Similarly, for ordinal values, the NYHA classification is a parameter that helps physicians in categorizing patients affected by HF. There are four different levels based on patient complexity. Finally, the Boolean features report a particular condition or specific medication. The number of valid records (with or without missing values) was 1739. The first data pre-processing task was to deal with missing/incorrect data, particularly for the BNP feature. Two methods were applied: firstly, with the help of our clinical partners, we recovered some missing BNP values for affected patients by assigning values acquired within two months from the time of data analysis; secondly, some incorrectly assigned values were removed upon critical examination of the remaining records, leaving a total of 641 records with a BNP or proBNP value assigned. For those cases where only proBNP values were available, we applied a change factor of four, as suggested by our clinical partners after discovering from a literature analysis [50,51,52] that conversion factors and formulas may vary as a function of the data source, nationality, and some other environmental issues.

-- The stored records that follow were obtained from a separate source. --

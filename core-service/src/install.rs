//! Custom install affordance.

use bridge_traits::error::Result;
use bridge_traits::lifecycle::{InstallOutcome, InstallPrompt};
use parking_lot::Mutex;
use std::sync::Arc;
use tracing::info;

/// Holds the host's deferred install prompt until the user asks for it.
#[derive(Default)]
pub struct InstallPromptManager {
    deferred: Mutex<Option<Arc<dyn InstallPrompt>>>,
}

impl InstallPromptManager {
    pub fn new() -> Self {
        Self::default()
    }

    /// The host offered an install prompt; show the affordance.
    pub fn on_prompt_available(&self, prompt: Arc<dyn InstallPrompt>) {
        *self.deferred.lock() = Some(prompt);
    }

    /// The app was installed by other means; hide the affordance.
    pub fn on_installed(&self) {
        self.deferred.lock().take();
    }

    pub fn is_available(&self) -> bool {
        self.deferred.lock().is_some()
    }

    /// Runs the deferred prompt once.
    ///
    /// Returns `None` if no prompt was available. The prompt is consumed
    /// whatever the user chooses.
    pub async fn prompt(&self) -> Result<Option<InstallOutcome>> {
        let Some(prompt) = self.deferred.lock().take() else {
            return Ok(None);
        };
        let outcome = prompt.prompt().await?;
        info!(?outcome, "Install prompt answered");
        Ok(Some(outcome))
    }
}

Another challenge that emerged from the data analysis process was the difference in the number of patient follow-ups, for example, some patients had only four visits, while some others had up to ten. To solve this problem, we adopted the padding strategy, which generally provides uniformity of dimensions. We shall describe this procedure in more detail in later sections. It is worthy of note, however, that some records could not be transformed into the desired dimension—a situation which translated into less knowledge of the patient’s history. At the end of every cardiology visit, every patient was assigned a score representing the feature object of prediction (i.e., 1-mild, 2-moderate, and 3-severe), which gives an indication of the severity of the HF. Finally, a preliminary data-cleaning phase was executed by removing records with too many missing values (>3) and features with low variance (<0.8). All involved patients signed the consent to process their personal data. It is useful to emphasize here that we received already anonymized data from our clinical partners. Moreover, all data records had been collected following the usual standard of care procedure. No additional patient examination was executed for the purpose of this study.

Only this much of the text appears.